The girls arrive on Planet Saman, a planet largely influenced by AI, and meet Lala's family, including her twin brother Lolo. As Lolo is commended by the Space Alliance for finding a Princess Star Color Pen, he states that the alliance is interested in working with the Precure. This leaves Lala conflicted about whether to give a proper report on what they've been doing, leading Madoka to sympaphise with her and ask her what she wants to do. Just then, Tenjou attempts to steal the Star Color Pen by turning the head scientist Kuku into a Notray. Although the Cures manage to defeat the Notray, Kuku assumes that Lala is trying to steal the pen, putting out a warrant for the arrest of her and her friends.
| 30 | "Lala's Thoughts and AI's Feelings" Transliteration: "Rara no Omoi to Eiai no Kimochi☆" (Japanese: ララの想いとAIのキモチ☆) | September 1, 2019 |
Taking advantage of the confusion, Eyeone hacks into Saman's Mother AI and takes control of all the AI devices on the planet to lure the Cures out and capture them. However, Lala's AI sacrifices itself to protect the girls with the rocket. Eyeone attempts to have Mother take over the rocket, but Lala's AI manages to connect its data with Mother to undo the hacking and release the Cures. Revealing her identity as a Precure to her family, Lala uses the pen Lolo found to beat back Tenjou and Eyeone and revive the Cancer Star Princess. Afterwards, Lala's AI manages to return with its personality intact before the girls make their way back to Earth, unaware that the Space Alliance is following them.
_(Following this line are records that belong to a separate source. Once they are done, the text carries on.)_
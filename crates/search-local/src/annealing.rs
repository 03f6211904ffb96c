use search_core::DeterministicRng;

#[cfg(feature = "serde")]
use serde::{Deserialize, Serialize};

/// Temperature as a function of the iteration number (starting at 1).
pub trait Schedule {
    fn temperature(&self, t: usize) -> f64;
}

impl<F> Schedule for F
where
    F: Fn(usize) -> f64,
{
    fn temperature(&self, t: usize) -> f64 {
        self(t)
    }
}

/// `T(t) = initial / (1 + t)`.
#[derive(Debug, Clone, Copy, PartialEq)]
#[cfg_attr(feature = "serde", derive(Serialize, Deserialize))]
#[cfg_attr(feature = "serde", serde(default))]
pub struct InverseTime {
    pub initial: f64,
}

impl Default for InverseTime {
    fn default() -> Self {
        Self { initial: 100.0 }
    }
}

impl Schedule for InverseTime {
    fn temperature(&self, t: usize) -> f64 {
        self.initial / (1.0 + t as f64)
    }
}

#[derive(Debug, Clone, Copy, PartialEq, Eq)]
#[cfg_attr(feature = "serde", derive(Serialize, Deserialize))]
#[cfg_attr(feature = "serde", serde(default))]
pub struct AnnealConfig {
    /// Exclusive upper bound on the iteration number; iterations run `1..max_iterations`.
    pub max_iterations: usize,
}

impl Default for AnnealConfig {
    fn default() -> Self {
        Self {
            max_iterations: 1000,
        }
    }
}

#[derive(Debug, Clone, PartialEq)]
pub struct AnnealResult<S> {
    pub state: S,
    pub value: f64,
    /// Iterations actually run.
    pub iterations: usize,
    /// Neighbors that replaced the current state.
    pub accepted: usize,
}

/// Maximize `objective` by simulated annealing.
///
/// Each iteration draws one neighbor. Improvements are always taken; a worse neighbor is taken with
/// probability `exp(delta / T)`, drawing from `rng` only in that case. The run stops early once the
/// schedule yields a non-positive temperature.
pub fn simulated_annealing<S, F, N, T, R>(
    initial: S,
    mut objective: F,
    mut neighbor: N,
    schedule: &T,
    config: &AnnealConfig,
    rng: &mut R,
) -> AnnealResult<S>
where
    F: FnMut(&S) -> f64,
    N: FnMut(&S, &mut R) -> S,
    T: Schedule + ?Sized,
    R: DeterministicRng,
{
    let mut state = initial;
    let mut value = objective(&state);
    let mut iterations = 0usize;
    let mut accepted = 0usize;

    for t in 1..config.max_iterations {
        let temperature = schedule.temperature(t);
        if temperature <= 0.0 {
            break;
        }
        iterations += 1;

        let next = neighbor(&state, rng);
        let next_value = objective(&next);
        let delta = next_value - value;

        if delta > 0.0 || rng.next_f64_unit() < (delta / temperature).exp() {
            state = next;
            value = next_value;
            accepted += 1;
        }

        tracing::trace!(t, temperature, value, delta, "anneal iteration");
    }

    tracing::debug!(iterations, accepted, value, "annealing finished");

    AnnealResult {
        state,
        value,
        iterations,
        accepted,
    }
}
| 31 | "Protect At All Costs! The Last Princess Pen" Transliteration: "Mamorinuke! Saigo no Purinsesu no Pen☆" (Japanese: 守り抜け！最後のプリンセスのペン☆) | September 8, 2019 |
Catching up to the girls as they arrive back on Earth, Topper of the Space Alliance requests that the Precure join them, but the girls turn him down due to their personal obligations. Noticing Hikaru's Twinkle Book, Topper takes her to his ship to talk about his failings and ask her to join the alliance to help him bring light back to the galaxy. Just then, Darknest's second-in-command, Garuouga, appears to challenge Hikaru on the Moon using a bracelet given to him by Darknest. As Garuouga obtains the last Star Color Princess Pen, the other Cures come to Hikaru's aid. Although their attacks seemingly have no effect against Garuouga, Hikaru manages to retrieve the Pisces Star Color Princess Pen and weaken Garuouga's bracelet, forcing him to retreat. After the final Star Princess is revived, the power of all the pens brings forth a new pen that transforms Fuwa into a new unicorn form.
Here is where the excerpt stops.